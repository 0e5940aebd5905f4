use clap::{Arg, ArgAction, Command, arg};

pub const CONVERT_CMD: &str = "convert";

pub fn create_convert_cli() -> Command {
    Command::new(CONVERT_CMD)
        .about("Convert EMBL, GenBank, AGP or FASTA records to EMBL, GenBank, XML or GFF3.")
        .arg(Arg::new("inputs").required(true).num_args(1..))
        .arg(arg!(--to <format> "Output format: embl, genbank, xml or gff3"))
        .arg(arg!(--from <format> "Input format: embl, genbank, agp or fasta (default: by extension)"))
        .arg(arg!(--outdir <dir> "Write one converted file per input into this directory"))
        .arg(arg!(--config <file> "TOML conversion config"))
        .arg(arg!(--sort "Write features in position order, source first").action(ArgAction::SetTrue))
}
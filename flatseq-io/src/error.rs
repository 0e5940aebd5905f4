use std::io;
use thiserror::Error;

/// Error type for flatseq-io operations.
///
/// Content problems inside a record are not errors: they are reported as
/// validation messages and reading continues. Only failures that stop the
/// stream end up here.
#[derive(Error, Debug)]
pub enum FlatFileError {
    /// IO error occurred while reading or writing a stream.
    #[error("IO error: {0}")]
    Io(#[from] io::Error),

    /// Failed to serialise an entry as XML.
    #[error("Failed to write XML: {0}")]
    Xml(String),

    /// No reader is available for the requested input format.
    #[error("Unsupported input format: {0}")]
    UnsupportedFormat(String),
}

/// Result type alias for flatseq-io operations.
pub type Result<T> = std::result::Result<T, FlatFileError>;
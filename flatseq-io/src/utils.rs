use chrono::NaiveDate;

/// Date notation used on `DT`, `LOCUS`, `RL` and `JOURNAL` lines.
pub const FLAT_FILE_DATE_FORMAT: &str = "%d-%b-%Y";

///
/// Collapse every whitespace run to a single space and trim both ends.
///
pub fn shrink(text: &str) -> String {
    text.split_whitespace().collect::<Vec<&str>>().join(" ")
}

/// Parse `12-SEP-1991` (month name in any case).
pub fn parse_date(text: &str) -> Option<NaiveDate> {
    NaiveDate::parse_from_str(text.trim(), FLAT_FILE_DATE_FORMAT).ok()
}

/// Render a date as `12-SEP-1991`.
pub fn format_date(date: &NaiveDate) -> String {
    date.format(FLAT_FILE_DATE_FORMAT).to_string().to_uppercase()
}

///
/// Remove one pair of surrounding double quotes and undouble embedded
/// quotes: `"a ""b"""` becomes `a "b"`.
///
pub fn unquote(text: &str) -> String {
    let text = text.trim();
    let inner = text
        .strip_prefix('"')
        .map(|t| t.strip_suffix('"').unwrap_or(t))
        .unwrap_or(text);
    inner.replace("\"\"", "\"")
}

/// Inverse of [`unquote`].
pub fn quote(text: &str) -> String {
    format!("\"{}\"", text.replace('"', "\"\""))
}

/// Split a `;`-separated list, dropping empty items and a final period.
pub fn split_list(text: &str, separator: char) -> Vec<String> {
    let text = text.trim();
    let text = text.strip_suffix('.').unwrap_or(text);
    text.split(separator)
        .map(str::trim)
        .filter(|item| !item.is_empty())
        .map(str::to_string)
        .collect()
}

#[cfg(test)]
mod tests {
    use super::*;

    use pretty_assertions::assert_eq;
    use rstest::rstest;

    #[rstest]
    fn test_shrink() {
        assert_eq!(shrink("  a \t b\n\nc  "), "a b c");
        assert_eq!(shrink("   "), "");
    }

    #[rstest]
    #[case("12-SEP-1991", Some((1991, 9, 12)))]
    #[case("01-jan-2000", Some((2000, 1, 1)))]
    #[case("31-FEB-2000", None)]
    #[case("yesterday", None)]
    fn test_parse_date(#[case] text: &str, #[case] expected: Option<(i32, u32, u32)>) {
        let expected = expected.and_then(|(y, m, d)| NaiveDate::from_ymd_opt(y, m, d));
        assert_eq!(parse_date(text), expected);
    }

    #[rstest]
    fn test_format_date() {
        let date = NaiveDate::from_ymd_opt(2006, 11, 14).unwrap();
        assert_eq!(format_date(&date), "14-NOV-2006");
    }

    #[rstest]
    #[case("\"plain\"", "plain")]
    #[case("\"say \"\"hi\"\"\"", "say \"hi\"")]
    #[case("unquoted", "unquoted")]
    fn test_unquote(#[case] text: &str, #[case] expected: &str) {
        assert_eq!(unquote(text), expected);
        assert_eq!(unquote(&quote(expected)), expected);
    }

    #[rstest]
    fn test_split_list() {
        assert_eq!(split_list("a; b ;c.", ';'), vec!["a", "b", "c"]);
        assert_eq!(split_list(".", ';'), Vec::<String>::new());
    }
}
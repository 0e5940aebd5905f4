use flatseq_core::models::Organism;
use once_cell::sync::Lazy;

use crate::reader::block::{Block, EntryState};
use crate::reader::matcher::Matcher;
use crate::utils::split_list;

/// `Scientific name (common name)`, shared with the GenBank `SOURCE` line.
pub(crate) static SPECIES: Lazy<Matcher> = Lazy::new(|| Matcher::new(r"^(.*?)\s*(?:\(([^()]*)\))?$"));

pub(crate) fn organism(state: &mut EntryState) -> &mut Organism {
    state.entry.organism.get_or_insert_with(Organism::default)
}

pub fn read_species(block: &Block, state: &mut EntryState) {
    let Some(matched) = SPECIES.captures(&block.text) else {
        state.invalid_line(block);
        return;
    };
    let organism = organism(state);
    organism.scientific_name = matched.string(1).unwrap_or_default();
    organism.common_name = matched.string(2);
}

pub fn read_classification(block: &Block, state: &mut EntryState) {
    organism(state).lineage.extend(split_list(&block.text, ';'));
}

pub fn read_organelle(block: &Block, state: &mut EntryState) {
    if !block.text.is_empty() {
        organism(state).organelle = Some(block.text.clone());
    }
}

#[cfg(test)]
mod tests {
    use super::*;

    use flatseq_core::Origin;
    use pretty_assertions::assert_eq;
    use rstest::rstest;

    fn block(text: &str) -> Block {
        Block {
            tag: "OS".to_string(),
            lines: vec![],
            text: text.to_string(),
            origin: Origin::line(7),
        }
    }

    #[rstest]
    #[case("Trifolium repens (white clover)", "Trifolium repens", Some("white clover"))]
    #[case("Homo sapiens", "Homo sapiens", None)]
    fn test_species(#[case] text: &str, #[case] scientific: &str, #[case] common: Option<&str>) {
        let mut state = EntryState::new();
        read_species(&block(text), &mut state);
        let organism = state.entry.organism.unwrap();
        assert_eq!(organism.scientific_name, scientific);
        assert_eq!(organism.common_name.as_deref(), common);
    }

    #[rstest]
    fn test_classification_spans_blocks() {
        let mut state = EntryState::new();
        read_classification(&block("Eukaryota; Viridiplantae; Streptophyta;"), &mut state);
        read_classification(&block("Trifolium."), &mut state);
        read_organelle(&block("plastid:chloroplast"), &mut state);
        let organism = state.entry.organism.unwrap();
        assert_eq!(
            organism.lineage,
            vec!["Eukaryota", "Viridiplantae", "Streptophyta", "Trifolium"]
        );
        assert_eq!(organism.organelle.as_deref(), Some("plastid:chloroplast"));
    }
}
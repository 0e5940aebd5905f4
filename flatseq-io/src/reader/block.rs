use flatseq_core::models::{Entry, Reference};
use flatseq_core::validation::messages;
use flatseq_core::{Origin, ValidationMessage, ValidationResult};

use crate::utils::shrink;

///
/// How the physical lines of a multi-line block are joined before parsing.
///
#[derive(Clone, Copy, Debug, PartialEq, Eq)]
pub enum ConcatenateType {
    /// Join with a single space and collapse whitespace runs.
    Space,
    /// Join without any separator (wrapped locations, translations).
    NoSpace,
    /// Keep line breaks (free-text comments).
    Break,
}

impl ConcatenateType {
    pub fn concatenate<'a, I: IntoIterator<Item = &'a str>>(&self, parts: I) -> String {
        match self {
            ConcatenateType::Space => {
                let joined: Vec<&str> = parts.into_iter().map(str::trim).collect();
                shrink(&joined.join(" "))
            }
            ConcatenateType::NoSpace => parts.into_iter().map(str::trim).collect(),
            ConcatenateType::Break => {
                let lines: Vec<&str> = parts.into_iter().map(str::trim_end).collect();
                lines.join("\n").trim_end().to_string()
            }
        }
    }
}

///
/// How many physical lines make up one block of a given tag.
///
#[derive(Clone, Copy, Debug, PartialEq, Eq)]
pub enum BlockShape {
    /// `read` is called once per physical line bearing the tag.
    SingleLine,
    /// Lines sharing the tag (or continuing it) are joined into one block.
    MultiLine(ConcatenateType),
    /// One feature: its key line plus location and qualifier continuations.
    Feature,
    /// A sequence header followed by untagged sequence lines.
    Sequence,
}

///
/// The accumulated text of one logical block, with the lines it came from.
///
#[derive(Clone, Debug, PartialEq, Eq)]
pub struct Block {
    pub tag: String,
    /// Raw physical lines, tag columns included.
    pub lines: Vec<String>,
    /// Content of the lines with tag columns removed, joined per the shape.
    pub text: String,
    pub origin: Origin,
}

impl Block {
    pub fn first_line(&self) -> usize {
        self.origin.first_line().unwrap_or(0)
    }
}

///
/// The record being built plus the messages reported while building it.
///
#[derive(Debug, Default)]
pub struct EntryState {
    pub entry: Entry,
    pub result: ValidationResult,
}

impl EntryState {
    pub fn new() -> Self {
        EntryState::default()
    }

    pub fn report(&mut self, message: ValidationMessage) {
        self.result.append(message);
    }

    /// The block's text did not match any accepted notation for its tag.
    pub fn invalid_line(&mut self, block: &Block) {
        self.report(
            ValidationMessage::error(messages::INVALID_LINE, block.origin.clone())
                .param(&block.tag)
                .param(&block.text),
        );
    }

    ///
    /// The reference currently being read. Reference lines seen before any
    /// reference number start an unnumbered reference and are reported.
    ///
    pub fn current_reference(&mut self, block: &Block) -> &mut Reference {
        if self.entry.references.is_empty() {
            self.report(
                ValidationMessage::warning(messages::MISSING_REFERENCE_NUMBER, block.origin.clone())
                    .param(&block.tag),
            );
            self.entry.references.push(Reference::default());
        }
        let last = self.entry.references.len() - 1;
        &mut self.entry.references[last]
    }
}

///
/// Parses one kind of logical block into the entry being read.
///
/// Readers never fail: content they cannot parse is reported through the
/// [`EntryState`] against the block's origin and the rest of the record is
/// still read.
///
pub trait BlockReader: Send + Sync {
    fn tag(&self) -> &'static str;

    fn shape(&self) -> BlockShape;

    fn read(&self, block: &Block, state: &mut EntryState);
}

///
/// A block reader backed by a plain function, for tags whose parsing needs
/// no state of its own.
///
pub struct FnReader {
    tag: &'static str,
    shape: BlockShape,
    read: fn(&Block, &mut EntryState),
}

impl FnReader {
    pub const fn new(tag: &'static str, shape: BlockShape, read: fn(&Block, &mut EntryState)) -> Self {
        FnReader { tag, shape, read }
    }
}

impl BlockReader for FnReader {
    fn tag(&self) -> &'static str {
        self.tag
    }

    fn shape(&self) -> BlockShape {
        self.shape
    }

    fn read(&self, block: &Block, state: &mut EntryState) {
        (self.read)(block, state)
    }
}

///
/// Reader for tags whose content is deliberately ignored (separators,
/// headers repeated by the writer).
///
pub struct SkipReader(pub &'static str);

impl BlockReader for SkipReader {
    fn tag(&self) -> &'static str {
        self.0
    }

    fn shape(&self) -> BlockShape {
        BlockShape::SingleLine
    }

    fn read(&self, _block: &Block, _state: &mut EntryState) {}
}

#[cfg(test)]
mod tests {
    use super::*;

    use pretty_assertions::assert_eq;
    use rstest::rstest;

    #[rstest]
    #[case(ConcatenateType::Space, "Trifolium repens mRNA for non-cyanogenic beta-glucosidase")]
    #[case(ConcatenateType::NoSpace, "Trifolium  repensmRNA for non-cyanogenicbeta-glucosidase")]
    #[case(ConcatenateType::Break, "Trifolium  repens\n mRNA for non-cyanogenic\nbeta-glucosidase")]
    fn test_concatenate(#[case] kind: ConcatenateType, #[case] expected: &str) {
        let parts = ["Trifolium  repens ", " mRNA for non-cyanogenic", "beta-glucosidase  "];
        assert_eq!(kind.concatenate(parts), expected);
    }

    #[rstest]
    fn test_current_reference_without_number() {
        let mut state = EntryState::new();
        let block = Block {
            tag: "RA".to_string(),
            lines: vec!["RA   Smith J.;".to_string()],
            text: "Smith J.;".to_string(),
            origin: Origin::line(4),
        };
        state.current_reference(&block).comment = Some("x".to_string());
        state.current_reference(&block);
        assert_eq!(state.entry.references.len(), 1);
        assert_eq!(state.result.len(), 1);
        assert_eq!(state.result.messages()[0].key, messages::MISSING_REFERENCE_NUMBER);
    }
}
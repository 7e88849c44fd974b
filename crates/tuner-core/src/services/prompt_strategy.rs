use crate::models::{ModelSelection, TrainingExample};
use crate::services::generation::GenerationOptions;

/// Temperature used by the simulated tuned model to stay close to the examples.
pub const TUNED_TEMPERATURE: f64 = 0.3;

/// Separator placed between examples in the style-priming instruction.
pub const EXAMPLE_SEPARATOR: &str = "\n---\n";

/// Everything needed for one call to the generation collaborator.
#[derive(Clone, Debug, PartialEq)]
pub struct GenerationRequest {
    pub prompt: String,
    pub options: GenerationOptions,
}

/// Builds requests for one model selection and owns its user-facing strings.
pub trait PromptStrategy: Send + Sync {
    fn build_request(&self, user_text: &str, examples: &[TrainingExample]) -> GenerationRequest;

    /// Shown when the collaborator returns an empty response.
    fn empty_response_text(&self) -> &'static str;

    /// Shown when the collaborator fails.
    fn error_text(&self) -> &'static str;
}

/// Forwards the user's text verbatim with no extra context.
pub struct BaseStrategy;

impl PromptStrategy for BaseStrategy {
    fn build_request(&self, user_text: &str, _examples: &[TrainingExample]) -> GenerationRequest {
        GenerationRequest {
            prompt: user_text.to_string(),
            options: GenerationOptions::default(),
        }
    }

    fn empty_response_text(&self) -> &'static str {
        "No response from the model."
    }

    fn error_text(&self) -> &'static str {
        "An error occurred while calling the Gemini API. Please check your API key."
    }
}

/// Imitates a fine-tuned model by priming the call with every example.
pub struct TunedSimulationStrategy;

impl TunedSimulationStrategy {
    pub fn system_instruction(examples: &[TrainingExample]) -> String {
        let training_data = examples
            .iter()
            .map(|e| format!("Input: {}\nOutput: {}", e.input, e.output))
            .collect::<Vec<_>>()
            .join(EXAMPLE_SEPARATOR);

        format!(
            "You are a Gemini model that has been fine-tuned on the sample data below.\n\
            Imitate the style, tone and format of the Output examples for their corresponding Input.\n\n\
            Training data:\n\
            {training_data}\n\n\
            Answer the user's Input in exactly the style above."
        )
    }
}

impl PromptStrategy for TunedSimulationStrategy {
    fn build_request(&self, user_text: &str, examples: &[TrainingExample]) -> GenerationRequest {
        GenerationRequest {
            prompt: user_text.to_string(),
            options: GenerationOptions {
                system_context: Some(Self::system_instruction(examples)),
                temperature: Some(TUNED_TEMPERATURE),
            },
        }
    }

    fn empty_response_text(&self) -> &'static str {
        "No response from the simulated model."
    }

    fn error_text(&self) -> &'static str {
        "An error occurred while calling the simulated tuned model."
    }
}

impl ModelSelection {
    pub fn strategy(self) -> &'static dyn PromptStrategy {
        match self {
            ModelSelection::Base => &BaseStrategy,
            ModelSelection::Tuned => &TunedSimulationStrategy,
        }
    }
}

┄┄┄┄┄┄┄┄┄┄

* **WHAT IS BEING ASKED**: Copy out, from the data above, each line where the string "physical" is present.

* **REPLY TO THE EXERCISE**:
/// How the physical lines of a multi-line block are joined before parsing.
/// How many physical lines make up one block of a given tag.
    /// `read` is called once per physical line bearing the tag.
    /// Raw physical lines, tag columns included.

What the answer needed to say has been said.